==== Input data ====

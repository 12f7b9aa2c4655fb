use futures_chain::{settled, tasks, Chain, Continuation, Deferred, Step, Task, Thenable, Value};
use std::time::Duration;
use tokio::runtime::Handle;
use tracing::info;

async fn do_async_task() {
  tokio::time::sleep(Duration::from_millis(100)).await;
}

// Starts task `n` right away and returns a deferred that settles when it finishes.
fn promise_generator(n: i64) -> Deferred {
  info!("Task {}: start", n);
  Deferred::from_future(&Handle::current(), async move {
    do_async_task().await;
    info!("Task {}: done", n);
    Value::Undefined
  })
}

/// A hand-rolled thenable: settles whoever registered with it once its work is done.
struct TaskThenable {
  done: Deferred,
}

impl Thenable for TaskThenable {
  fn register_continuation(&self, continuation: Continuation) {
    self.done.register_continuation(continuation);
  }
}

fn thenable_generator(n: i64) -> TaskThenable {
  info!("Task {}: start", n);
  let done = Deferred::new();
  let resolver = done.clone();
  tokio::spawn(async move {
    do_async_task().await;
    info!("Task {}: done", n);
    resolver.resolve(vec![Value::Undefined]);
  });
  TaskThenable { done }
}

fn task_number(args: &[Value]) -> i64 {
  args.first().and_then(Value::as_int).unwrap_or_default()
}

#[tokio::main]
async fn main() {
  tracing_subscriber::fmt()
    .with_max_level(tracing::Level::INFO)
    .with_target(false)
    .init();

  info!("--- Basic Usage Example ---");

  let some_condition = true;
  let other_condition = true;

  let promise_step = Step::new(|args| Ok(promise_generator(task_number(&args)).into()));
  let thenable_step = Step::new(|args| Ok(Value::thenable(thenable_generator(task_number(&args)))));

  let chain = Chain::new(tasks![promise_generator(1)]);

  if some_condition {
    chain.then(Task::bound(promise_step, Value::Null, [2]));
  }

  chain.then(Step::new(|_| {
    info!("Task 3: start");
    Ok(
      Deferred::from_future(&Handle::current(), async {
        do_async_task().await;
        info!("Task 3: done");
        // Settle only once task 4 has run as well.
        let task_four = promise_generator(4);
        let _ = settled(&task_four).await;
        Value::Undefined
      })
      .into(),
    )
  }));

  if other_condition {
    chain.then(Task::bound(thenable_step, Value::Null, [5]));
  }

  let all_done = Deferred::new();
  let finished = all_done.clone();
  chain.then(Step::new(move |_| {
    info!("All done");
    finished.resolve(vec![]);
    Ok(Value::Undefined)
  }));

  if let Err(e) = settled(&all_done).await {
    tracing::error!("Chain did not finish: {}", e);
  }
  info!("Final status: {}", chain.status());
  info!("--- Basic Usage Example End ---");
}
use crate::thenable::Thenable;
use crate::value::{Step, Value};

use std::fmt;
use std::sync::Arc;

/// One queued unit of work.
#[derive(Clone)]
pub enum Task {
  /// Passed through unchanged as the step result.
  Value(Value),
  /// Invoked with `bound_args` followed by the forwarded arguments.
  Invocable {
    step: Step,
    context: Value,
    bound_args: Vec<Value>,
  },
  /// Awaited before the queue advances.
  Awaitable(Arc<dyn Thenable>),
}

impl Task {
  pub fn step(step: Step) -> Self {
    Task::Invocable {
      step,
      context: Value::Undefined,
      bound_args: Vec::new(),
    }
  }

  /// The `[fn, context, arg1, arg2, ...]` invocation shape.
  pub fn bound<I, T>(step: Step, context: impl Into<Value>, bound_args: I) -> Self
  where
    I: IntoIterator<Item = T>,
    T: Into<Value>,
  {
    Task::Invocable {
      step,
      context: context.into(),
      bound_args: bound_args.into_iter().map(Into::into).collect(),
    }
  }

  /// Normalizes a raw value into its task shape.
  ///
  /// A list whose head is callable becomes an `Invocable` with the second
  /// element as context and the rest as bound arguments. Every other list is
  /// a plain value.
  pub fn from_value(value: Value) -> Self {
    match value {
      Value::Function(step) => Task::step(step),
      Value::Thenable(thenable) => Task::Awaitable(thenable),
      Value::List(items) => invocation_record(items).unwrap_or_else(|items| Task::Value(Value::List(items))),
      other => Task::Value(other),
    }
  }

  pub fn is_invocable(&self) -> bool {
    matches!(self, Task::Invocable { .. })
  }

  /// An invocable with no context and no bound arguments, as a plain
  /// function task would be.
  pub fn is_bare_step(&self) -> bool {
    match self {
      Task::Invocable {
        context, bound_args, ..
      } => context.is_undefined() && bound_args.is_empty(),
      _ => false,
    }
  }

  pub(crate) fn kind(&self) -> &'static str {
    match self {
      Task::Value(_) => "value",
      Task::Invocable { .. } => "invocable",
      Task::Awaitable(_) => "awaitable",
    }
  }
}

fn invocation_record(items: Vec<Value>) -> Result<Task, Vec<Value>> {
  let mut items = items.into_iter();
  match items.next() {
    Some(Value::Function(step)) => {
      let context = items.next().unwrap_or_default();
      Ok(Task::Invocable {
        step,
        context,
        bound_args: items.collect(),
      })
    }
    Some(head) => Err(std::iter::once(head).chain(items).collect()),
    None => Err(Vec::new()),
  }
}

impl<T: Into<Value>> From<T> for Task {
  fn from(value: T) -> Self {
    Task::from_value(value.into())
  }
}

impl fmt::Debug for Task {
  fn fmt(&self, f: &mut fmt::Formatter<'_>) -> fmt::Result {
    match self {
      Task::Value(v) => f.debug_tuple("Value").field(v).finish(),
      Task::Invocable {
        step,
        context,
        bound_args,
      } => f
        .debug_struct("Invocable")
        .field("step", step)
        .field("context", context)
        .field("bound_args", bound_args)
        .finish(),
      Task::Awaitable(t) => write!(f, "Awaitable({:p})", Arc::as_ptr(t)),
    }
  }
}

/// Builds a `Vec<Task>` from heterogeneous items, each converted with `Task::from`.
#[macro_export]
macro_rules! tasks {
  () => {
    ::std::vec::Vec::<$crate::Task>::new()
  };
  ($($item:expr),+ $(,)?) => {
    ::std::vec![$($crate::Task::from($item)),+]
  };
}

#[cfg(test)]
mod tests {
  use super::*;

  fn echo() -> Step {
    Step::new(|args| Ok(Value::List(args)))
  }

  #[test]
  fn bare_function_normalizes_to_unbound_invocable() {
    let step = echo();
    match Task::from(step.clone()) {
      Task::Invocable {
        step: s,
        context,
        bound_args,
      } => {
        assert!(s.ptr_eq(&step));
        assert!(context.is_undefined());
        assert!(bound_args.is_empty());
      }
      other => panic!("expected invocable, got {:?}", other),
    }
  }

  #[test]
  fn list_with_callable_head_splits_context_and_bound_args() {
    let step = echo();
    let ctx = Value::map([("me", Value::list([1]))]);
    let task = Task::from(Value::List(vec![
      Value::Function(step.clone()),
      ctx.clone(),
      Value::from(2),
      Value::from("arg"),
    ]));
    match task {
      Task::Invocable {
        context, bound_args, ..
      } => {
        assert_eq!(context, ctx);
        assert_eq!(bound_args, vec![Value::from(2), Value::from("arg")]);
      }
      other => panic!("expected invocable, got {:?}", other),
    }
  }

  #[test]
  fn list_with_only_callable_has_undefined_context() {
    let task = Task::from(Value::List(vec![Value::Function(echo())]));
    match task {
      Task::Invocable {
        context, bound_args, ..
      } => {
        assert!(context.is_undefined());
        assert!(bound_args.is_empty());
      }
      other => panic!("expected invocable, got {:?}", other),
    }
  }

  #[test]
  fn plain_lists_and_scalars_stay_values() {
    assert!(matches!(Task::from(Value::list([1, 2])), Task::Value(_)));
    assert!(matches!(Task::from(Value::List(vec![])), Task::Value(_)));
    assert!(matches!(Task::from(0), Task::Value(Value::Int(0))));
    assert!(matches!(Task::from(()), Task::Value(Value::Undefined)));
    // Callable in a non-head position does not make an invocation record.
    let task = Task::from(Value::List(vec![Value::from(1), Value::Function(echo())]));
    assert!(!task.is_invocable());
  }

  #[test]
  fn only_unbound_invocables_are_bare_steps() {
    assert!(Task::from(echo()).is_bare_step());
    assert!(!Task::bound(echo(), Value::Null, Vec::<Value>::new()).is_bare_step());
    assert!(!Task::bound(echo(), (), ["x"]).is_bare_step());
    assert!(!Task::from(1).is_bare_step());
  }

  #[test]
  fn tasks_macro_accepts_mixed_items() {
    let list = tasks![1, "two", echo(), Value::Null];
    assert_eq!(list.len(), 4);
    assert!(list[2].is_invocable());
    assert!(tasks![].is_empty());
  }
}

====

_Task_:
Copy out the lines above with "Null" in them.

_Written response_:
    chain.then(Task::bound(promise_step, Value::Null, [2]));
    chain.then(Task::bound(thenable_step, Value::Null, [5]));
    assert!(!Task::bound(echo(), Value::Null, Vec::<Value>::new()).is_bare_step());
    let list = tasks![1, "two", echo(), Value::Null];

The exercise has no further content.